Problem to work on –
Repeat exactly the line that includes "LogEntryMode::Story | LogEntryMode::Continue" and all lines after it, ending with the last line of the listing below.
───── Available data ─────
//! The token-budgeted prompt builder.

use async_trait::async_trait;
use derive_builder::Builder;
use taleweaver_core::{
    ChatMessage, ChatRequest, GameMode, Item, LlmModel, LogEntry, LogEntryMode, LogEntryRole,
    ResponseMode, Role, SamplingOptions, Stat, StoryCard,
};
use taleweaver_error::TaleweaverResult;
use tracing::{debug, warn};

use crate::compactor::compact_log;
use crate::prompts::{
    CONTINUE_AUTHOR_NOTE, CONTINUE_SYSTEM_PROMPT, GM_SYSTEM_PROMPT, STORY_TELLER_SYSTEM_PROMPT,
};
use crate::storybook::{inject_context, render_storybook};
use crate::token_counter::count_message_tokens;

/// How many log entries the builder wants loaded before packing history.
///
/// When fewer are in memory and older entries exist on disk, the builder
/// asks its [`LogSource`] to page in up to this many before selection.
pub const LOOKBACK_TARGET: usize = 100;

/// Pages older log entries in from the persistence layer.
///
/// The builder only reads snapshots; the host owns the live log. This
/// collaborator lets the builder extend its snapshot when the loaded
/// window is too short to fill the context budget.
#[async_trait]
pub trait LogSource: Send + Sync {
    /// Ensure at least `min_len` entries are loaded (or all that exist),
    /// returning the refreshed window, oldest first.
    async fn ensure_loaded(&self, min_len: usize) -> TaleweaverResult<Vec<LogEntry>>;
}

/// The player's new turn.
#[derive(Debug, Clone, PartialEq, Eq)]
pub struct TurnInput {
    /// Raw input text; may be empty for a continue turn
    pub text: String,
    /// Narrative style of the input
    pub mode: LogEntryMode,
}

impl TurnInput {
    /// Create a new turn input.
    pub fn new(text: impl Into<String>, mode: LogEntryMode) -> Self {
        Self {
            text: text.into(),
            mode,
        }
    }
}

/// Settings snapshot consumed by the builder.
#[derive(Debug, Clone, Copy, PartialEq, Eq)]
pub struct PromptSettings {
    /// User-configured context window in tokens
    pub context_window: usize,
    /// Configured output token budget (`max_tokens` on the request)
    pub max_tokens: u32,
}

/// Non-fatal diagnostics raised while packing the prompt.
#[derive(Debug, Clone, PartialEq, Eq, derive_more::Display)]
pub enum PromptWarning {
    /// The model's context window is smaller than the configured one, so
    /// fewer output tokens are effectively available.
    #[display(
        "Model context is smaller than the configured window; only {} output tokens are available.",
        max_tokens
    )]
    ReducedOutputBudget {
        /// The configured output token figure
        max_tokens: u32,
    },
    /// Pinned cards use so much of the budget that nothing else fits.
    #[display(
        "Pinned cards use {} tokens and consume the entire prompt budget.",
        pinned_tokens
    )]
    PinnedBudget {
        /// Token cost of the rendered storybook message
        pinned_tokens: usize,
    },
}

/// Everything the builder needs to assemble one request.
///
/// A pure snapshot: the builder never reads live state. The orchestrator
/// captures settings and world state and passes them in.
#[derive(Debug, Clone, Builder)]
#[builder(setter(into), pattern = "owned")]
pub struct PromptParams {
    /// Loaded log window, oldest first
    pub log: Vec<LogEntry>,
    /// Index of the oldest loaded entry within the full persisted log
    #[builder(default)]
    pub oldest_loaded_index: usize,
    /// Total number of persisted entries
    #[builder(default)]
    pub total_log_count: usize,
    /// Current stats
    #[builder(default)]
    pub stats: Vec<Stat>,
    /// Current inventory
    #[builder(default)]
    pub inventory: Vec<Item>,
    /// The player's new turn
    pub turn: TurnInput,
    /// Scenario description; skipped when empty
    #[builder(default)]
    pub description: String,
    /// Scenario author's note; skipped when empty
    #[builder(default)]
    pub author_note: String,
    /// Storybook for trigger matching
    #[builder(default)]
    pub story_cards: Vec<StoryCard>,
    /// Target model
    pub model: LlmModel,
    /// Sampling options forwarded onto the request
    #[builder(default)]
    pub options: SamplingOptions,
    /// Active game mode
    #[builder(default)]
    pub game_mode: GameMode,
    /// Requested response mode; forced to free-form in Story-Teller mode
    #[builder(default)]
    pub response_mode: ResponseMode,
    /// Settings snapshot
    pub settings: PromptSettings,
}

/// The assembled request plus any non-fatal warnings.
#[derive(Debug, Clone, PartialEq)]
pub struct PromptOutput {
    /// The transport-agnostic chat request
    pub request: ChatRequest,
    /// Budget diagnostics for the host to surface
    pub warnings: Vec<PromptWarning>,
}

/// Assemble a chat request from a tale snapshot and the player's turn.
///
/// Messages are inserted in a strict order: system prompt, description,
/// author's note, storybook, history, continuation note, user turn. The
/// system prompt and the user turn are always sent; everything between
/// them is budget-checked against `min(model context, configured window)`
/// with the user message's cost reserved up front. History is walked
/// newest to oldest and older entries are silently dropped past the
/// budget. A request whose mandatory parts alone exceed the budget is a
/// soft overflow, not an error: sending an oversized request beats
/// sending one without the player's turn. If the caller already logged
/// the current turn (and the empty entry the reply will stream into),
/// those trailing entries are excluded from history so the turn appears
/// once, as the formatted user message.
///
/// # Errors
///
/// Returns an error only when paging older history fails. Budget overflow
/// is never an error; it surfaces in [`PromptOutput::warnings`].
pub async fn build_message(
    mut params: PromptParams,
    log_source: Option<&dyn LogSource>,
) -> TaleweaverResult<PromptOutput> {
    let mut log = std::mem::take(&mut params.log);
    if let Some(source) = log_source {
        let older_exist = params.oldest_loaded_index > 0 && params.total_log_count > log.len();
        if older_exist && log.len() < LOOKBACK_TARGET {
            debug!(
                loaded = log.len(),
                total = params.total_log_count,
                "Paging in older history before prompt assembly"
            );
            log = source.ensure_loaded(LOOKBACK_TARGET).await?;
        }
    }

    let settings = params.settings;
    let model_context = params
        .model
        .context_length
        .unwrap_or(settings.context_window);
    let budget = model_context.min(settings.context_window);

    let mut warnings = Vec::new();
    if model_context < settings.context_window {
        warn!(
            model_context,
            configured = settings.context_window,
            "Model context is smaller than the configured window"
        );
        warnings.push(PromptWarning::ReducedOutputBudget {
            max_tokens: settings.max_tokens,
        });
    }

    // The user message is computed first so its cost can be reserved
    // against every other insertion.
    let user_message = build_user_message(&params.turn, &log, &params);
    let user_cost = count_message_tokens(std::slice::from_ref(&user_message));

    let mut messages: Vec<ChatMessage> = Vec::new();
    let mut used = 0usize;
    let try_push = |messages: &mut Vec<ChatMessage>, used: &mut usize, msg: ChatMessage| {
        let cost = count_message_tokens(std::slice::from_ref(&msg));
        if *used + cost + user_cost <= budget {
            messages.push(msg);
            *used += cost;
            true
        } else {
            false
        }
    };

    // The system prompt and the user turn are mandatory; only the context
    // between them competes for the remaining budget.
    let system_text = match params.game_mode {
        GameMode::Gm => GM_SYSTEM_PROMPT,
        GameMode::StoryTeller => STORY_TELLER_SYSTEM_PROMPT,
    };
    let system_message = ChatMessage::new(Role::System, system_text);
    used += count_message_tokens(std::slice::from_ref(&system_message));
    messages.push(system_message);

    if !params.description.is_empty() {
        try_push(
            &mut messages,
            &mut used,
            ChatMessage::new(Role::System, params.description.clone()),
        );
    }
    if !params.author_note.is_empty() {
        try_push(
            &mut messages,
            &mut used,
            ChatMessage::new(Role::System, params.author_note.clone()),
        );
    }

    let candidate: String = log
        .iter()
        .map(|e| e.text.as_str())
        .collect::<Vec<_>>()
        .join("\n");
    if let Some(body) = render_storybook(&candidate, &params.story_cards) {
        let msg = ChatMessage::new(Role::System, body);
        let cost = count_message_tokens(std::slice::from_ref(&msg));
        if !try_push(&mut messages, &mut used, msg) {
            let any_pinned = params.story_cards.iter().any(|c| c.is_pinned);
            if any_pinned {
                warn!(
                    pinned_tokens = cost,
                    budget, "Pinned cards consume the entire prompt budget"
                );
                warnings.push(PromptWarning::PinnedBudget {
                    pinned_tokens: cost,
                });
            }
        }
    }

    // The caller may already have logged this turn, plus the empty entry
    // the narration will stream into; neither belongs in history or the
    // user turn would echo twice.
    let mut history_log: &[LogEntry] = &log;
    if let [rest @ .., last] = history_log {
        if last.role == LogEntryRole::Gm && last.text.is_empty() {
            history_log = rest;
        }
    }
    if let [rest @ .., last] = history_log {
        if last.role == LogEntryRole::Player
            && last.text == params.turn.text
            && last.mode == params.turn.mode
        {
            history_log = rest;
        }
    }

    // History, newest first, prepended while it still fits.
    let mut history: Vec<ChatMessage> = Vec::new();
    let mut history_cost = 0usize;
    for turn in compact_log(history_log).iter().rev() {
        let cost = count_message_tokens(std::slice::from_ref(turn));
        if used + history_cost + cost + user_cost > budget {
            debug!(kept = history.len(), "History budget reached; older entries dropped");
            break;
        }
        history.push(turn.clone());
        history_cost += cost;
    }
    history.reverse();
    used += history_cost;
    messages.extend(history);

    if params.turn.mode == LogEntryMode::Continue {
        try_push(
            &mut messages,
            &mut used,
            ChatMessage::new(Role::System, CONTINUE_AUTHOR_NOTE),
        );
    }

    messages.push(user_message);

    let response_mode = match params.game_mode {
        GameMode::StoryTeller => ResponseMode::FreeForm,
        GameMode::Gm => params.response_mode,
    };

    Ok(PromptOutput {
        request: ChatRequest {
            model: params.model.id,
            messages,
            stream: true,
            max_tokens: Some(settings.max_tokens),
            options: params.options,
            response_mode,
        },
        warnings,
    })
}

fn build_user_message(turn: &TurnInput, log: &[LogEntry], params: &PromptParams) -> ChatMessage {
    let payload = if turn.mode == LogEntryMode::Continue && turn.text.is_empty() {
        log.iter()
            .rev()
            .find(|e| e.role == LogEntryRole::Gm && !e.text.is_empty())
            .map(|e| e.text.clone())
            .unwrap_or_else(|| CONTINUE_SYSTEM_PROMPT.to_string())
    } else {
        turn.text.clone()
    };

    let formatted = match turn.mode {
        LogEntryMode::Do => format!("Action: {}", payload),
        LogEntryMode::Say => format!("You say: \"{}\"", payload),
        LogEntryMode::Direct => format!("[Director's Note: {}]", payload),
        LogEntryMode::Story | LogEntryMode::Continue => payload,
    };
    let injected = inject_context(&formatted, &params.story_cards);

    let content = match params.game_mode {
        GameMode::Gm => format!(
            "{}\n\n{}",
            game_state_block(&params.stats, &params.inventory),
            injected
        ),
        GameMode::StoryTeller => injected,
    };
    ChatMessage::new(Role::User, content)
}

// Renders `Stats: []` / `Inventory: []` literally when empty; the model is
// told the state is empty rather than left to guess.
fn game_state_block(stats: &[Stat], inventory: &[Item]) -> String {
    let stats_json = serde_json::to_string(stats).unwrap_or_else(|_| "[]".to_string());
    let names: Vec<&str> = inventory.iter().map(|i| i.name.as_str()).collect();
    let inventory_json = serde_json::to_string(&names).unwrap_or_else(|_| "[]".to_string());
    format!(
        "**Game State:**\n- Stats: {}\n- Inventory: {}",
        stats_json, inventory_json
    )
}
─────
Answer to the problem –
        LogEntryMode::Story | LogEntryMode::Continue => payload,
    };
    let injected = inject_context(&formatted, &params.story_cards);

    let content = match params.game_mode {
        GameMode::Gm => format!(
            "{}\n\n{}",
            game_state_block(&params.stats, &params.inventory),
            injected
        ),
        GameMode::StoryTeller => injected,
    };
    ChatMessage::new(Role::User, content)
}

// Renders `Stats: []` / `Inventory: []` literally when empty; the model is
// told the state is empty rather than left to guess.
fn game_state_block(stats: &[Stat], inventory: &[Item]) -> String {
    let stats_json = serde_json::to_string(stats).unwrap_or_else(|_| "[]".to_string());
    let names: Vec<&str> = inventory.iter().map(|i| i.name.as_str()).collect();
    let inventory_json = serde_json::to_string(&names).unwrap_or_else(|_| "[]".to_string());
    format!(
        "**Game State:**\n- Stats: {}\n- Inventory: {}",
        stats_json, inventory_json
    )
}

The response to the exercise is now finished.